Nostalgic Posts That Are Popular on Facebook
And so we find the “blue social” inundated with horrifying posts, full of misleading messages and false or partial information. Women sunbathing, presumably in the mid-80s, “when there were no cell phones, cosmetic retouching and TikTok”, happy families riding around in fours on a Vespa “Other times” (and thank goodness…); and again: “We who… the large families of the past, one eats, everyone eats”; “When you drove your car straight to the beach… times that will never return (and little hands clapping). The theme “old-fashioned vacations” inspires the most shared post in recent months, present on dozens of pages accompanied by photos from family albums, because evidently Facebook knows well that fewer and fewer Italians can afford to go on vacation and those who can only take a couple of weeks off at most.
And then let’s make way for the artificial memory: “Once upon a time – we read in the post that rightly begins with the words of a fairy tale – there was a summer vacation that lasted two to three months. It had an obsolete and disused name, ‘la villeggiatura’. Many even left at the beginning of June or early July and returned in mid-September. The highway was a row of Fiat 850, 600, 1100, 127, 500 and 128, Beetles and Prinz. No one cared at all who had a BMW, Mercedes or Audi, because status symbols didn’t exist back then. Everything was simpler and more real”. The text continues with a quantity of inaccuracies, idiocies and clichés that would make Matteo Salvini’s social media managers pale, from the “cleanest sea” to Italy being the “third world power” (at most we were the fifth for a couple of years, from 1990 to 1991, due to a depreciation of the pound). The thesis is that today’s society sucks, that it is only appearance and that “they”, with their old polluting cars, when they were young were better than those who came later and above all were lucky enough to live in unrepeatable times. In short, a mood regulator with a touch of LSD in the form of posts on Facebook.

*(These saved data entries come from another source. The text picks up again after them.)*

//! Entrypoint configuration from environment variables

use crate::error::{EntrypointError, Result};
use crate::paths::{DEFAULT_LOG_DIR, DEFAULT_PGDATA};
use crate::version::PgVersion;
use common::config::{env_opt, ConfigExt};
use std::fmt;
use std::path::PathBuf;
use std::str::FromStr;

/// How this node relates to an upstream PostgreSQL host.
#[derive(Debug, Clone, Copy, PartialEq, Eq, Default)]
pub enum ReplicationMode {
    #[default]
    Primary,
    /// Streaming replica that follows the upstream
    Slave,
    /// One-shot copy of the upstream that then runs standalone
    Snapshot,
    /// Copy of the upstream data directory; no server is started
    Backup,
}

impl ReplicationMode {
    pub fn is_replica(&self) -> bool {
        !matches!(self, Self::Primary)
    }

    /// `pg_basebackup -X` method used to fetch WAL for this mode.
    pub fn wal_method(&self) -> &'static str {
        match self {
            Self::Slave => "stream",
            _ => "fetch",
        }
    }

    pub fn as_str(&self) -> &'static str {
        match self {
            Self::Primary => "primary",
            Self::Slave => "slave",
            Self::Snapshot => "snapshot",
            Self::Backup => "backup",
        }
    }
}

impl FromStr for ReplicationMode {
    type Err = EntrypointError;

    fn from_str(s: &str) -> Result<Self> {
        match s.trim().to_ascii_lowercase().as_str() {
            "" | "primary" | "master" => Ok(Self::Primary),
            "slave" => Ok(Self::Slave),
            "snapshot" => Ok(Self::Snapshot),
            "backup" => Ok(Self::Backup),
            _ => Err(EntrypointError::InvalidMode(s.to_string())),
        }
    }
}

impl fmt::Display for ReplicationMode {
    fn fmt(&self, f: &mut fmt::Formatter<'_>) -> fmt::Result {
        f.write_str(self.as_str())
    }
}

/// Upstream connection settings.
#[derive(Debug, Clone)]
pub struct ReplicationConfig {
    pub host: Option<String>,
    pub port: u16,
    pub user: Option<String>,
    pub password: Option<String>,
    pub sslmode: String,
    /// Number of one-second readiness probes before giving up
    pub wait_timeout: u64,
}

/// Default database/role/extension set created on a primary.
#[derive(Debug, Clone, Default)]
pub struct DatabaseConfig {
    pub names: Vec<String>,
    pub user: Option<String>,
    pub password: Option<String>,
    pub template: String,
    pub extensions: Vec<String>,
}

/// Configuration for the entrypoint
#[derive(Debug, Clone)]
pub struct Config {
    pub mode: ReplicationMode,
    pub replication: ReplicationConfig,
    pub database: DatabaseConfig,
    pub superuser: String,
    pub superuser_password: Option<String>,
    pub data_dir: PathBuf,
    pub log_dir: PathBuf,
    /// None until detected from `pg_ctl --version`
    pub pg_version: Option<PgVersion>,
    pub trust_localnet: bool,
}

impl Config {
    /// Load configuration from environment variables
    pub fn from_env() -> Result<Self> {
        Self::from_vars(env_opt)
    }

    /// Load configuration through a variable lookup. Empty values must be
    /// reported as None.
    pub fn from_vars(lookup: impl Fn(&str) -> Option<String>) -> Result<Self> {
        let mode = lookup("REPLICATION_MODE")
            .map(|m| m.parse::<ReplicationMode>())
            .transpose()?
            .unwrap_or_default();

        let pg_version = lookup("PG_MAJOR").map(|v| v.parse::<PgVersion>()).transpose()?;

        Ok(Self {
            mode,
            replication: ReplicationConfig {
                host: lookup("REPLICATION_HOST"),
                port: lookup
                    .env_parse("REPLICATION_PORT", 5432)
                    .map_err(EntrypointError::InvalidSetting)?,
                user: lookup("REPLICATION_USER"),
                password: lookup("REPLICATION_PASS"),
                sslmode: lookup.env_or("REPLICATION_SSLMODE", "prefer"),
                wait_timeout: lookup
                    .env_parse("REPLICATION_WAIT_TIMEOUT", 60)
                    .map_err(EntrypointError::InvalidSetting)?,
            },
            database: DatabaseConfig {
                names: lookup.env_list("POSTGRES_DB_NAME"),
                user: lookup("POSTGRES_DB_USER"),
                password: lookup("POSTGRES_DB_PASSWORD"),
                template: lookup.env_or("POSTGRES_DB_TEMPLATE", "template1"),
                extensions: lookup.env_list("POSTGRES_DB_EXTENSION"),
            },
            superuser: lookup.env_or("POSTGRES_USER", "postgres"),
            superuser_password: lookup("POSTGRES_PASSWORD"),
            data_dir: PathBuf::from(lookup.env_or("PGDATA", DEFAULT_PGDATA)),
            log_dir: PathBuf::from(lookup.env_or("PG_LOGDIR", DEFAULT_LOG_DIR)),
            pg_version,
            trust_localnet: lookup.env_bool("PG_TRUST_LOCALNET", false),
        })
    }

    /// Upstream host, required by every replica mode.
    pub fn replication_host(&self) -> Result<&str> {
        self.replication
            .host
            .as_deref()
            .ok_or(EntrypointError::MissingSetting {
                setting: "REPLICATION_HOST",
                mode: self.mode.as_str(),
            })
    }

    /// Replication credentials, required by every replica mode.
    pub fn replication_credentials(&self) -> Result<(&str, &str)> {
        let user = self
            .replication
            .user
            .as_deref()
            .ok_or(EntrypointError::MissingSetting {
                setting: "REPLICATION_USER",
                mode: self.mode.as_str(),
            })?;
        let password =
            self.replication
                .password
                .as_deref()
                .ok_or(EntrypointError::MissingSetting {
                    setting: "REPLICATION_PASS",
                    mode: self.mode.as_str(),
                })?;
        Ok((user, password))
    }

    /// Fail before touching anything if a replica mode lacks upstream settings.
    pub fn validate(&self) -> Result<()> {
        if self.mode.is_replica() {
            self.replication_host()?;
            self.replication_credentials()?;
        }
        Ok(())
    }
}

#[cfg(test)]
mod tests {
    use super::*;
    use std::collections::HashMap;

    fn config_from(vars: &[(&str, &str)]) -> Result<Config> {
        let vars: HashMap<String, String> = vars
            .iter()
            .map(|(k, v)| (k.to_string(), v.to_string()))
            .collect();
        Config::from_vars(|name| vars.get(name).cloned().filter(|v| !v.is_empty()))
    }

    #[test]
    fn test_mode_parsing() {
        assert_eq!("".parse::<ReplicationMode>().unwrap(), ReplicationMode::Primary);
        assert_eq!("master".parse::<ReplicationMode>().unwrap(), ReplicationMode::Primary);
        assert_eq!("SLAVE".parse::<ReplicationMode>().unwrap(), ReplicationMode::Slave);
        assert_eq!("snapshot".parse::<ReplicationMode>().unwrap(), ReplicationMode::Snapshot);
        assert_eq!("backup".parse::<ReplicationMode>().unwrap(), ReplicationMode::Backup);
        assert!(matches!(
            "replica".parse::<ReplicationMode>(),
            Err(EntrypointError::InvalidMode(_))
        ));
    }

    #[test]
    fn test_wal_method_per_mode() {
        assert_eq!(ReplicationMode::Slave.wal_method(), "stream");
        assert_eq!(ReplicationMode::Snapshot.wal_method(), "fetch");
        assert_eq!(ReplicationMode::Backup.wal_method(), "fetch");
        assert!(!ReplicationMode::Primary.is_replica());
        assert!(ReplicationMode::Backup.is_replica());
    }

    #[test]
    fn test_defaults() {
        let config = config_from(&[]).unwrap();
        assert_eq!(config.mode, ReplicationMode::Primary);
        assert_eq!(config.replication.port, 5432);
        assert_eq!(config.replication.sslmode, "prefer");
        assert_eq!(config.replication.wait_timeout, 60);
        assert_eq!(config.superuser, "postgres");
        assert_eq!(config.database.template, "template1");
        assert_eq!(config.data_dir, PathBuf::from(DEFAULT_PGDATA));
        assert!(config.pg_version.is_none());
        assert!(config.database.names.is_empty());
        assert!(!config.trust_localnet);
    }

    #[test]
    fn test_full_environment() {
        let config = config_from(&[
            ("REPLICATION_MODE", "slave"),
            ("REPLICATION_HOST", "pg-primary"),
            ("REPLICATION_PORT", "6543"),
            ("REPLICATION_USER", "repluser"),
            ("REPLICATION_PASS", "replpass"),
            ("POSTGRES_DB_NAME", "app, analytics"),
            ("POSTGRES_DB_EXTENSION", "pg_trgm,hstore"),
            ("PG_MAJOR", "9.6"),
            ("PGDATA", "/data/pg"),
            ("PG_TRUST_LOCALNET", "true"),
        ])
        .unwrap();

        assert_eq!(config.mode, ReplicationMode::Slave);
        assert_eq!(config.replication_host().unwrap(), "pg-primary");
        assert_eq!(config.replication.port, 6543);
        assert_eq!(
            config.replication_credentials().unwrap(),
            ("repluser", "replpass")
        );
        assert_eq!(config.database.names, vec!["app", "analytics"]);
        assert_eq!(config.database.extensions, vec!["pg_trgm", "hstore"]);
        assert_eq!(config.pg_version, Some(PgVersion::new(9, 6)));
        assert_eq!(config.data_dir, PathBuf::from("/data/pg"));
        assert!(config.trust_localnet);
        assert!(config.validate().is_ok());
    }

    #[test]
    fn test_replica_requires_upstream_settings() {
        let config = config_from(&[("REPLICATION_MODE", "snapshot")]).unwrap();
        assert!(matches!(
            config.validate(),
            Err(EntrypointError::MissingSetting {
                setting: "REPLICATION_HOST",
                ..
            })
        ));

        let config = config_from(&[
            ("REPLICATION_MODE", "backup"),
            ("REPLICATION_HOST", "pg-primary"),
            ("REPLICATION_USER", "repluser"),
        ])
        .unwrap();
        assert!(matches!(
            config.validate(),
            Err(EntrypointError::MissingSetting {
                setting: "REPLICATION_PASS",
                ..
            })
        ));
    }

    #[test]
    fn test_primary_needs_no_upstream() {
        assert!(config_from(&[]).unwrap().validate().is_ok());
    }

    #[test]
    fn test_invalid_values_are_errors() {
        assert!(config_from(&[("REPLICATION_MODE", "hot")]).is_err());
        assert!(config_from(&[("PG_MAJOR", "latest")]).is_err());
    }

    #[test]
    fn test_malformed_numbers_are_rejected() {
        assert!(matches!(
            config_from(&[("REPLICATION_PORT", "54322x")]),
            Err(EntrypointError::InvalidSetting(_))
        ));
        assert!(matches!(
            config_from(&[("REPLICATION_PORT", "70000")]),
            Err(EntrypointError::InvalidSetting(_))
        ));

        let err = config_from(&[("REPLICATION_WAIT_TIMEOUT", "soon")]).unwrap_err();
        assert!(err.to_string().contains("REPLICATION_WAIT_TIMEOUT"));
    }
}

Why it’s wrong to make comparisons
In reality, defining some times as “better” than others is very stupid and risks running into counter narratives that can cause disturbances. Italy in those years was “the Africa of Europe”, a poor country, with skyrocketing inflation and with many families living in dramatic hygienic and sanitary conditions. Very few people took the mythological “holiday” of three or four months; life expectancy in 1960 was 69.8 years, today it is 81.5 years: before 1971 there were no CAT scans and not many mandatory vaccines, on the other hand there was polio and a very high infant mortality rate. Colonies of lice lived on children’s heads, we were surrounded by asbestos and industrial waste that poisoned us just a stone’s throw from our homes. The historic centers of cities like Naples, Bari and Palermo were off limits because they were controlled by the mafia, with people being gunned down during the day in the middle of the street. And then the Years of Lead, the State massacres, the most corrupt political class in history. In 1972, with far fewer vehicles in circulation, the deaths on the roads were more than 11 thousand (the beautiful cars of the past and the families of four on a Vespa…), in 2023 just over 3 thousand. Today’s young people live in the exaltation of appearance and status symbols, but many of their grandmothers wore useless furs. And in any case, parking your car on the beach was not nice, it was uncivilized.